The latest whitepaper by Bravura, titled Fintech and the superannuation value chain: disruption, enhancement or just eating your lunch?, found there was “little evidence” that fintech activity in the superannuation space was adding genuine value to customers.
“Looking closely, very little true holistic disruption is occurring within the Australian superannuation market, with most fintech entrants enhancing rather than disrupting the other pieces within the value chain,” the paper said.
While the paper acknowledged that fintech players had moved into all aspects of the value chain by streamlining processes and creating efficiencies with the use of digital marketing strategies, social media, regtech, gamification, robo-advisers and artificial intelligence, it was sober about the real extent to which it had shaken up the industry.
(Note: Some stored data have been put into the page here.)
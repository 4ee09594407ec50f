//! # Core Module
//!
//! This module provides the fundamental building blocks of the free-energy engine:
//! the molecular data model, the non-bonded energy composition layer and the
//! description of the alchemical perturbation.
//!
//! ## Architecture
//!
//! - **Molecular Representation** ([`models`]) - Molecules, atoms, periodic space and
//!   sampled configurations
//! - **Energy Calculations** ([`forcefield`]) - Non-bonded parameters, elementary pair
//!   kernels, the soft-core model and energy term descriptors
//! - **Alchemical Perturbation** ([`perturbation`]) - Endpoint parameters, atom
//!   classification into hard/to-dummy/from-dummy sets and equilibrium adjustment
//! - **Input/Output** ([`io`]) - Reading and writing molecular system documents
//! - **Utilities** ([`utils`]) - Rigid-body geometry helpers
//!
//! ## Scientific Foundation
//!
//! - **Single-topology perturbations** where each solute atom carries an initial and a
//!   final parameter set, with dummy atoms standing in for atoms absent at one end
//! - **Soft-core potentials** that remove the singularities of vanishing atoms
//! - **Minimum-image periodic boundaries** with a smooth cutoff switching function

pub mod forcefield;
pub mod io;
pub mod models;
pub mod perturbation;
pub mod utils;
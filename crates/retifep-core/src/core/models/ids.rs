use slotmap::new_key_type;

new_key_type! {
    pub struct MoleculeId;
}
“Overall, even though a few existing players are losing some of their margin to new start-ups, it can be argued that it amounts to little more than the fintechs eating their lunch,” it said.
“To date, while there is an emerging group of fintechs seeking to work with existing providers to improve efficiency and regulatory compliance, so far, the majority of fintech activity in superannuation has shown little evidence of improving the net return position of the funds or enhancing benefits to members.”
The paper outlined three key reasons why fintech start-ups had failed to significantly disrupt the industry.
Firstly, “proactive” measures had been taken by incumbents to digitally evolve, “thwarting” fintech start-ups’ efforts.
Secondly, these start-ups had a tendency to “follow the money” and “focus almost exclusively on those areas in the value chain with the highest margins and lowest regulatory impact – asset management and distribution”.
Finally, the “complex regulatory environment” and fragmented nature of the Australian super industry has served as a deterrent.
To defend against fintech activity, which is “undoubtedly on the rise”, existing providers were advised to identify their role in the value chain, understand their value proposition and understand customers’ needs.
Incumbents should also pinpoint areas of potential disruption, develop a plan to respond to fintech activity, and upskill and invest in their talent.